While it was good to finish the first week of school and see that we have adjusted well. It was also great to be back with our "church" family at Trinity. How wonderful it was for me to sit in the front pew once again and worshipping our God together. How my soul was lifted in praise by the aid of the music led by the worship team. How great it is to meet God through praise and prayer with His people in Trinity. What a wonderful element to add to this "September" rhythm of life. I just have to praise God!

The rhythm of my chemo treatments will begin again on Thursday. While I am excited that I will only have TWO more to go, I am very apprehensive about the week to follow. I hope that maybe some "good" drugs can be prescribed or that the effects may not be so bad. For this I covet your prayers - that I will not be too anxious, that while the chemo will work tremendously in my body its side effects are minimal, and that I will continue to find God's goodness in the rhythm of what life brings.

To that end I must sign off, and get some much need sleep.......
Cindy

Saturday, September 6, 2008

Hello everyone just a quick note to tell you that i think you can now leave comments. I have changed some of the settings so I hope it will allow you to leave a comment now.


Have a great sunday worshipping our amazing God with all his people.


stephen

First Week of School

Well, the first week of school is now finished for Nicole and Meagan. Sarah was a little disappointed that she has to wait til the 19th to begin.


It was a good start for the girls. I think that it is often more difficult on parents wondering how they will adjust to new surroundings, a new teacher, and a new grade. The first day, the children were surrounded by a number of anxious parents awaiting the entry of the kids into the school for the morning assembly. Each one was wondering who their teacher would be and which classroom they would be in. Anxiety and anticipation filled the air.

Now we are getting back into the swing of the schedule of the daily routine of school. This change in school has allowed for a quite a difference in our family life at home. One of the biggest is that the mornings are more relaxed and provide an opportunity to start the day off better. We have made a committment to use this additional time as a family discovering God in his Word. We know now that we will need to take a more active role in the instruction of our girls and we can't wait to see what the Lord will do with this.

We hope that the girls will do well this year in their new grades. Meagan's day is a lot more focused on languages. Reading and writing is going to be the focus of the day. I hope that she will develop a love for reading - an opportunity for her to use the imagination that she has been blessed with. Nicole is learning French for the first time. I loved learning this language and it is funny to listen to her attempt to remember and speak in a new tongue.

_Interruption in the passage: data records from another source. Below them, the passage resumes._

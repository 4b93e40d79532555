//! Parameter schemas: declarative field specs and validation.
//!
//! A schema is a list of field definitions, each a (presence, type) pair. Validation
//! is a pure function from a raw JSON value to [`ValidatedParams`]: unknown fields
//! are rejected, absent optional fields stay absent, and values are normalized
//! (currency codes lower-cased).

use crate::types::{Error, Result};
use serde::{Deserialize, Serialize};
use serde_json::{json, Map, Value};

// =============================================================================
// Parameter types
// =============================================================================

/// Parameter type for tool inputs, including its domain constraint.
#[derive(Debug, Clone, PartialEq, Eq, Serialize, Deserialize)]
#[serde(rename_all = "snake_case")]
pub enum ParamType {
    /// Any string, including empty.
    String,
    /// Identifiers and names; must contain at least one character.
    NonEmptyString,
    /// Whole number with optional inclusive bounds.
    Int { min: Option<i64>, max: Option<i64> },
    /// ISO 4217 currency code, any case; normalized to lowercase.
    Currency,
    /// Array of objects validated against a nested schema.
    ObjectList(ParamSchema),
}

impl ParamType {
    pub fn int_at_least(min: i64) -> Self {
        ParamType::Int {
            min: Some(min),
            max: None,
        }
    }

    pub fn int_between(min: i64, max: i64) -> Self {
        ParamType::Int {
            min: Some(min),
            max: Some(max),
        }
    }

    /// Validate a JSON value against this parameter type, returning the normalized value.
    ///
    /// `field` is the dotted path reported in errors.
    pub fn normalize(&self, field: &str, value: &Value) -> Result<Value> {
        match self {
            ParamType::String => match value {
                Value::String(_) => Ok(value.clone()),
                other => Err(type_mismatch(field, "string", other)),
            },
            ParamType::NonEmptyString => match value {
                Value::String(s) if s.is_empty() => {
                    Err(Error::validation(field, "must not be empty"))
                }
                Value::String(_) => Ok(value.clone()),
                other => Err(type_mismatch(field, "string", other)),
            },
            ParamType::Int { min, max } => {
                let n = value
                    .as_i64()
                    .ok_or_else(|| type_mismatch(field, "integer", value))?;
                if let Some(min) = min {
                    if n < *min {
                        return Err(Error::validation(field, format!("must be >= {}", min)));
                    }
                }
                if let Some(max) = max {
                    if n > *max {
                        return Err(Error::validation(field, format!("must be <= {}", max)));
                    }
                }
                Ok(value.clone())
            }
            ParamType::Currency => {
                let code = value
                    .as_str()
                    .ok_or_else(|| type_mismatch(field, "string", value))?;
                let lower = code.to_ascii_lowercase();
                if !is_iso_currency(&lower) {
                    return Err(Error::validation(
                        field,
                        format!("invalid currency code '{}', expected an ISO 4217 code", code),
                    ));
                }
                Ok(Value::String(lower))
            }
            ParamType::ObjectList(item_schema) => {
                let items = value
                    .as_array()
                    .ok_or_else(|| type_mismatch(field, "array", value))?;
                let mut normalized = Vec::with_capacity(items.len());
                for (i, item) in items.iter().enumerate() {
                    let prefix = format!("{}[{}]", field, i);
                    let map = item
                        .as_object()
                        .ok_or_else(|| type_mismatch(&prefix, "object", item))?;
                    let validated = item_schema.validate_map(Some(&prefix), map)?;
                    normalized.push(validated.into_value());
                }
                Ok(Value::Array(normalized))
            }
        }
    }

    /// Human-readable type name for prompt generation.
    pub fn display_name(&self) -> String {
        match self {
            ParamType::String | ParamType::NonEmptyString => "string".to_string(),
            ParamType::Int { .. } => "integer".to_string(),
            ParamType::Currency => "currency".to_string(),
            ParamType::ObjectList(_) => "object[]".to_string(),
        }
    }

    fn json_schema(&self) -> Value {
        match self {
            ParamType::String => json!({"type": "string"}),
            ParamType::NonEmptyString => json!({"type": "string", "minLength": 1}),
            ParamType::Int { min, max } => {
                let mut schema = json!({"type": "integer"});
                if let Some(min) = min {
                    schema["minimum"] = json!(min);
                }
                if let Some(max) = max {
                    schema["maximum"] = json!(max);
                }
                schema
            }
            ParamType::Currency => json!({"type": "string", "pattern": "^[A-Za-z]{3}$"}),
            ParamType::ObjectList(item_schema) => json!({
                "type": "array",
                "items": item_schema.to_json_schema(),
            }),
        }
    }
}

fn value_type_name(v: &Value) -> &'static str {
    match v {
        Value::Null => "null",
        Value::Bool(_) => "boolean",
        Value::Number(_) => "number",
        Value::String(_) => "string",
        Value::Array(_) => "array",
        Value::Object(_) => "object",
    }
}

fn type_mismatch(field: &str, expected: &str, got: &Value) -> Error {
    Error::validation(
        field,
        format!("expected {}, got {}", expected, value_type_name(got)),
    )
}

// =============================================================================
// Currency codes
// =============================================================================

/// Circulating ISO 4217 codes, lowercase and sorted.
const ISO_CURRENCIES: &[&str] = &[
    "aed", "afn", "all", "amd", "ang", "aoa", "ars", "aud", "awg", "azn", "bam", "bbd", "bdt",
    "bgn", "bhd", "bif", "bmd", "bnd", "bob", "brl", "bsd", "btn", "bwp", "byn", "bzd", "cad",
    "cdf", "chf", "clp", "cny", "cop", "crc", "cuc", "cup", "cve", "czk", "djf", "dkk", "dop",
    "dzd", "egp", "ern", "etb", "eur", "fjd", "fkp", "gbp", "gel", "ghs", "gip", "gmd", "gnf",
    "gtq", "gyd", "hkd", "hnl", "htg", "huf", "idr", "ils", "inr", "iqd", "irr", "isk", "jmd",
    "jod", "jpy", "kes", "kgs", "khr", "kmf", "kpw", "krw", "kwd", "kyd", "kzt", "lak", "lbp",
    "lkr", "lrd", "lsl", "lyd", "mad", "mdl", "mga", "mkd", "mmk", "mnt", "mop", "mru", "mur",
    "mvr", "mwk", "mxn", "myr", "mzn", "nad", "ngn", "nio", "nok", "npr", "nzd", "omr", "pab",
    "pen", "pgk", "php", "pkr", "pln", "pyg", "qar", "ron", "rsd", "rub", "rwf", "sar", "sbd",
    "scr", "sdg", "sek", "sgd", "shp", "sle", "sll", "sos", "srd", "ssp", "stn", "svc", "syp",
    "szl", "thb", "tjs", "tmt", "tnd", "top", "try", "ttd", "twd", "tzs", "uah", "ugx", "usd",
    "uyu", "uzs", "ved", "ves", "vnd", "vuv", "wst", "xaf", "xcd", "xcg", "xof", "xpf", "yer",
    "zar", "zmw", "zwg", "zwl",
];

fn is_iso_currency(code: &str) -> bool {
    ISO_CURRENCIES.binary_search(&code).is_ok()
}

// =============================================================================
// Parameter definition
// =============================================================================

/// Whether a field must be supplied.
#[derive(Debug, Clone, Copy, PartialEq, Eq, Serialize, Deserialize)]
#[serde(rename_all = "snake_case")]
pub enum Presence {
    Required,
    Optional,
}

/// A single parameter definition for a tool.
#[derive(Debug, Clone, PartialEq, Eq, Serialize, Deserialize)]
pub struct ParamDef {
    pub name: String,
    pub param_type: ParamType,
    pub presence: Presence,
    pub description: String,
}

impl ParamDef {
    pub fn required(name: &str, param_type: ParamType, description: &str) -> Self {
        Self {
            name: name.to_string(),
            param_type,
            presence: Presence::Required,
            description: description.to_string(),
        }
    }

    pub fn optional(name: &str, param_type: ParamType, description: &str) -> Self {
        Self {
            name: name.to_string(),
            param_type,
            presence: Presence::Optional,
            description: description.to_string(),
        }
    }

    pub fn is_required(&self) -> bool {
        self.presence == Presence::Required
    }
}

// =============================================================================
// Schema
// =============================================================================

/// Ordered set of parameter definitions for one tool (or one nested object).
#[derive(Debug, Clone, Default, PartialEq, Eq, Serialize, Deserialize)]
#[serde(transparent)]
pub struct ParamSchema {
    params: Vec<ParamDef>,
}

impl ParamSchema {
    pub fn new(params: Vec<ParamDef>) -> Self {
        Self { params }
    }

    /// Schema that accepts only an empty object.
    pub fn empty() -> Self {
        Self::default()
    }

    pub fn params(&self) -> &[ParamDef] {
        &self.params
    }

    pub fn get(&self, name: &str) -> Option<&ParamDef> {
        self.params.iter().find(|p| p.name == name)
    }

    pub fn is_empty(&self) -> bool {
        self.params.is_empty()
    }

    /// Validate raw caller input. `null` is accepted as "no parameters".
    pub fn validate(&self, raw: &Value) -> Result<ValidatedParams> {
        match raw {
            Value::Null => self.validate_map(None, &Map::new()),
            Value::Object(map) => self.validate_map(None, map),
            other => Err(Error::validation(
                "params",
                format!("expected object, got {}", value_type_name(other)),
            )),
        }
    }

    fn validate_map(&self, prefix: Option<&str>, map: &Map<String, Value>) -> Result<ValidatedParams> {
        let path = |name: &str| match prefix {
            Some(p) => format!("{}.{}", p, name),
            None => name.to_string(),
        };

        // Unknown fields first: nothing unvalidated may reach the collaborator
        if let Some(key) = map.keys().find(|k| self.get(k).is_none()) {
            return Err(Error::validation(path(key), "unknown parameter"));
        }

        let mut out = Map::new();
        for def in &self.params {
            match map.get(&def.name) {
                Some(value) => {
                    let normalized = def.param_type.normalize(&path(&def.name), value)?;
                    out.insert(def.name.clone(), normalized);
                }
                None if def.is_required() => {
                    return Err(Error::validation(path(&def.name), "is required"));
                }
                None => {}
            }
        }

        Ok(ValidatedParams(out))
    }

    /// Render as a JSON Schema object for tool descriptors.
    pub fn to_json_schema(&self) -> Value {
        let mut properties = Map::new();
        let mut required = Vec::new();
        for def in &self.params {
            let mut prop = def.param_type.json_schema();
            prop["description"] = Value::String(def.description.clone());
            properties.insert(def.name.clone(), prop);
            if def.is_required() {
                required.push(Value::String(def.name.clone()));
            }
        }

        json!({
            "type": "object",
            "properties": properties,
            "required": required,
            "additionalProperties": false,
        })
    }
}

// =============================================================================
// Validated parameters
// =============================================================================

/// Parameters that passed a [`ParamSchema`]. Only schema fields are present.
#[derive(Debug, Clone, Default, PartialEq, Serialize)]
#[serde(transparent)]
pub struct ValidatedParams(Map<String, Value>);

impl ValidatedParams {
    pub fn get(&self, name: &str) -> Option<&Value> {
        self.0.get(name)
    }

    pub fn get_str(&self, name: &str) -> Option<&str> {
        self.0.get(name).and_then(Value::as_str)
    }

    pub fn contains(&self, name: &str) -> bool {
        self.0.contains_key(name)
    }

    pub fn len(&self) -> usize {
        self.0.len()
    }

    pub fn is_empty(&self) -> bool {
        self.0.is_empty()
    }

    /// Set a field after validation (context merge only).
    pub(crate) fn set(&mut self, name: &str, value: Value) {
        self.0.insert(name.to_string(), value);
    }

    pub fn as_map(&self) -> &Map<String, Value> {
        &self.0
    }

    pub fn into_value(self) -> Value {
        Value::Object(self.0)
    }
}

// =============================================================================
// Tests
// =============================================================================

For Stephen, it is back to work and right into the swing of things. His first week back and two sermons to prepare once again. The meetings have begun once again - three evenings this week and there was a holiday in there. It is back to making sure that our dinner hour is a time to enjoy each other, catch up on the day's events, and share how good our God has been to us that day.

After the 19th all three girls will be in school every other day. I hope that I will not get too bored with all that time to myself. It will be a time in which I will be able to rest a bit more. I may actually be able to get at a few of the things, like the photo albums, I have left unfinished.

I am not sure what this new year will bring but look forward to it with great anticipation!!

Cindy

Thursday, September 4, 2008

Well I hope everyone is having a good week. I am back to work and trying to get my sermons ready for Sunday. Thought I would take a short break and write on the blog.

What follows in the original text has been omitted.